Gundz knows from experience. He was detained a year ago by Zimbabwe’s Central Intelligence Organization (CIO) for documenting the forced removal of slum dwellers as part of Mugabe’s Operation Murambatsvina (Operation Drive Out Trash). He was tortured for more than 24 hours before he was finally released, conditional on his continued cooperation with the CIO.

But Gundz realized he could not follow through on his extorted promise. He decided to leave behind his girlfriend, his nearly completed university studies and his family for a shot at freedom.

“How could I spy on my own people who are dying of hunger?” Gundz asks. “We have kids with dreams in Zimbabwe. Look at all those dreams that went down the drain. The youth of Zimbabwe are frustrated, they are disillusioned.”

Gundz crossed the border into South Africa in June, posing as a bus conductor.

“It was a choice that I made,” Gundz says. “I’m young, I do not have a family and journalism is more than a job for me. It is a calling. Sooner or later someone may get me down and say ‘we must kill this one man.’ But I am not afraid.”

Gundz managed to make it to Cape Town, where he spent weeks sleeping on the streets while trying to get his working papers from Home Affairs.
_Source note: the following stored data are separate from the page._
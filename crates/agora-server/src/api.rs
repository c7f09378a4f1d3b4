use std::sync::Arc;

use agora_ai::summarizer::MAX_SUMMARY_MESSAGES;
use agora_ai::{SummaryMessage, Summarizer};
use agora_shared::protocol::{Actor, InboundEvent};
use agora_shared::{
    LinkKind, ReminderId, ReminderStatus, RoomId, RoomKind, RoomLinkId, WorkspaceId,
};
use agora_store::{Message, NewReminder, Reminder, Room, RoomLink};
use axum::{
    extract::{Path, Query, Request, State},
    http::{HeaderMap, StatusCode},
    middleware::{self, Next},
    response::Response,
    routing::{delete, get, post, put},
    Json, Router,
};
use serde::{Deserialize, Serialize};
use tower_http::trace::TraceLayer;
use tracing::info;

use crate::admin;
use crate::config::ServerConfig;
use crate::error::ServerError;
use crate::ingest::{IngestResult, IngestService};
use crate::store::Store;

const DEFAULT_SEARCH_LIMIT: usize = 20;
const MAX_SEARCH_LIMIT: usize = 100;

#[derive(Clone)]
pub struct AppState {
    pub store: Store,
    pub ingest: Arc<IngestService>,
    /// `None` when no AI routing file was loaded.
    pub summarizer: Option<Arc<Summarizer>>,
    pub config: Arc<ServerConfig>,
}

pub fn build_router(state: AppState) -> Router {
    let protected = Router::new()
        .route("/events", post(post_event))
        .route("/workspaces/:ws/rooms/:room/kind", put(put_room_kind))
        .route("/workspaces/:ws/rooms/:room/summary", post(post_summary))
        .route("/workspaces/:ws/room-links", post(post_room_link))
        .route("/workspaces/:ws/room-links/:id", delete(delete_room_link))
        .route("/workspaces/:ws/messages/search", get(search_messages))
        .route(
            "/workspaces/:ws/reminders",
            post(post_reminder).get(list_reminders),
        )
        .route("/workspaces/:ws/reminders/:id/status", put(put_reminder_status))
        .route_layer(middleware::from_fn_with_state(
            state.clone(),
            require_gateway_token,
        ));

    Router::new()
        .route("/health", get(health_check))
        .merge(protected)
        .layer(TraceLayer::new_for_http())
        .with_state(state)
}

// ---------------------------------------------------------------------------
// Auth
// ---------------------------------------------------------------------------

async fn require_gateway_token(
    State(state): State<AppState>,
    request: Request,
    next: Next,
) -> Result<Response, ServerError> {
    if let Some(expected) = &state.config.gateway_token {
        verify_bearer(request.headers(), expected)?;
    }
    Ok(next.run(request).await)
}

fn verify_bearer(headers: &HeaderMap, expected: &str) -> Result<(), ServerError> {
    let auth = headers
        .get("authorization")
        .and_then(|v| v.to_str().ok())
        .unwrap_or("");
    let token = auth.strip_prefix("Bearer ").unwrap_or("");

    use subtle::ConstantTimeEq;
    let token_bytes = token.as_bytes();
    let expected_bytes = expected.as_bytes();
    if token_bytes.len() != expected_bytes.len()
        || token_bytes.ct_eq(expected_bytes).unwrap_u8() != 1
    {
        return Err(ServerError::Unauthorized);
    }
    Ok(())
}

// ---------------------------------------------------------------------------
// Request / response bodies
// ---------------------------------------------------------------------------

#[derive(Serialize)]
struct HealthResponse {
    status: &'static str,
    version: &'static str,
}

#[derive(Deserialize)]
struct RoomKindRequest {
    actor: Actor,
    kind: RoomKind,
}

#[derive(Deserialize)]
struct CreateLinkRequest {
    actor: Actor,
    source_room_id: RoomId,
    target_room_id: RoomId,
    kind: LinkKind,
}

#[derive(Deserialize)]
struct ActorRequest {
    actor: Actor,
}

#[derive(Deserialize)]
struct SearchParams {
    q: String,
    limit: Option<usize>,
}

#[derive(Deserialize)]
struct StatusRequest {
    status: ReminderStatus,
}

#[derive(Deserialize)]
struct SummaryRequest {
    #[serde(default)]
    days: Option<u32>,
}

#[derive(Serialize)]
struct SummaryResponse {
    summary: String,
}

// ---------------------------------------------------------------------------
// Handlers
// ---------------------------------------------------------------------------

async fn health_check() -> Json<HealthResponse> {
    Json(HealthResponse {
        status: "ok",
        version: env!("CARGO_PKG_VERSION"),
    })
}

async fn post_event(
    State(state): State<AppState>,
    Json(event): Json<InboundEvent>,
) -> Result<Json<IngestResult>, ServerError> {
    Ok(Json(state.ingest.handle_event(event).await?))
}

async fn put_room_kind(
    State(state): State<AppState>,
    Path((ws, room)): Path<(WorkspaceId, RoomId)>,
    Json(req): Json<RoomKindRequest>,
) -> Result<Json<Room>, ServerError> {
    let room = admin::set_room_kind(&state.store, &req.actor, ws, room, req.kind)?;
    Ok(Json(room))
}

async fn post_room_link(
    State(state): State<AppState>,
    Path(ws): Path<WorkspaceId>,
    Json(req): Json<CreateLinkRequest>,
) -> Result<(StatusCode, Json<RoomLink>), ServerError> {
    let link = admin::create_room_link(
        &state.store,
        &req.actor,
        ws,
        req.source_room_id,
        req.target_room_id,
        req.kind,
    )?;
    Ok((StatusCode::CREATED, Json(link)))
}

async fn delete_room_link(
    State(state): State<AppState>,
    Path((ws, id)): Path<(WorkspaceId, RoomLinkId)>,
    Json(req): Json<ActorRequest>,
) -> Result<StatusCode, ServerError> {
    admin::delete_room_link(&state.store, &req.actor, ws, id)?;
    Ok(StatusCode::NO_CONTENT)
}

async fn search_messages(
    State(state): State<AppState>,
    Path(ws): Path<WorkspaceId>,
    Query(params): Query<SearchParams>,
) -> Result<Json<Vec<Message>>, ServerError> {
    let keyword = params.q.trim();
    if keyword.is_empty() {
        return Err(ServerError::BadRequest("q must not be empty".into()));
    }
    let limit = params
        .limit
        .unwrap_or(DEFAULT_SEARCH_LIMIT)
        .clamp(1, MAX_SEARCH_LIMIT);

    let messages = state.store.with(|db| db.search_messages(ws, keyword, limit))?;
    Ok(Json(messages))
}

async fn post_reminder(
    State(state): State<AppState>,
    Path(ws): Path<WorkspaceId>,
    Json(req): Json<NewReminder>,
) -> Result<(StatusCode, Json<Reminder>), ServerError> {
    if req.title.trim().is_empty() {
        return Err(ServerError::BadRequest("title must not be empty".into()));
    }
    let reminder = state.store.with(|db| {
        db.get_workspace(ws)?;
        db.create_reminder(ws, req)
    })?;
    info!(reminder = %reminder.id, workspace = %ws, due = %reminder.due_at, "Reminder created");
    Ok((StatusCode::CREATED, Json(reminder)))
}

async fn list_reminders(
    State(state): State<AppState>,
    Path(ws): Path<WorkspaceId>,
) -> Result<Json<Vec<Reminder>>, ServerError> {
    Ok(Json(state.store.with(|db| db.list_reminders(ws))?))
}

async fn put_reminder_status(
    State(state): State<AppState>,
    Path((ws, id)): Path<(WorkspaceId, ReminderId)>,
    Json(req): Json<StatusRequest>,
) -> Result<Json<Reminder>, ServerError> {
    let reminder = state
        .store
        .with(|db| db.update_reminder_status(ws, id, req.status))?;
    Ok(Json(reminder))
}

async fn post_summary(
    State(state): State<AppState>,
    Path((ws, room_id)): Path<(WorkspaceId, RoomId)>,
    body: Option<Json<SummaryRequest>>,
) -> Result<Json<SummaryResponse>, ServerError> {
    let Some(summarizer) = state.summarizer.clone() else {
        return Err(ServerError::AiUnavailable("no AI routing loaded".into()));
    };
    let days = body.and_then(|Json(req)| req.days);

    let messages = state.store.with(|db| {
        db.get_room(ws, room_id)?;
        db.messages_for_room(ws, room_id, MAX_SUMMARY_MESSAGES)
    })?;
    let messages = messages
        .into_iter()
        .map(|m| SummaryMessage {
            sender_name: m.sender_name,
            content: m.body,
            timestamp: m.timestamp,
        })
        .collect();

    let summary = summarizer
        .summarize(messages, days, ws, Some(room_id))
        .await?;
    Ok(Json(SummaryResponse { summary }))
}

pub async fn serve(state: AppState, addr: std::net::SocketAddr) -> anyhow::Result<()> {
    let app = build_router(state);

    info!(addr = %addr, "Starting HTTP API server");

    let listener = tokio::net::TcpListener::bind(addr).await?;
    axum::serve(listener, app).await?;

    Ok(())
}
Since obtaining them, he has been covering the plights of fellow refugees for the Cape Argus newspaper there.

“I feel like I’ve let a lot of the guys on the frontline down,” Gundz says, idly tearing the newspaper across Mugabe’s bespectacled features. “I’m here writing my refugee stories and I feel like I should be there. I feel I have a burden on my shoulder. But I am representing the guys suffering here in South Africa. I write about the Zimbabweans and the Congolese, the black South Africans who are refugees in their own country. If I don’t help speak for the voiceless than who will?”

Gundz says he still believes he will one day see Zimbabwe again, although the current administration would “arrest him on the spot.” He finishes ripping Mugabe’s face out of the paper and crumples it in his hands.

“This thing is eating up at me,” he says. “The probability is high that he’ll be President again and we’ll have the slow genocide of millions of Zimbabweans for the next five years with people living in airtight cages of poverty and dying of HIV/AIDS.”

Gundz has finished his beer, which he sets down on a desk with a clang. He closes his dark eyes and leans back in a chair. When he reopens them, bloodshot and blinking, he appears wearier than before.

“I’ve grown to believe in civil disobedience and constructive violence,” he says. “My hope is that there will be high drama if Mugabe is ‘reelected’. There are going to be a lot of hungry people.”

“And the hungry man,” Gundz finishes, tossing the shredded picture of Mugabe into a nearby trash basket. “Is an angry man.”

Note: The subject’s name has been changed for his protection.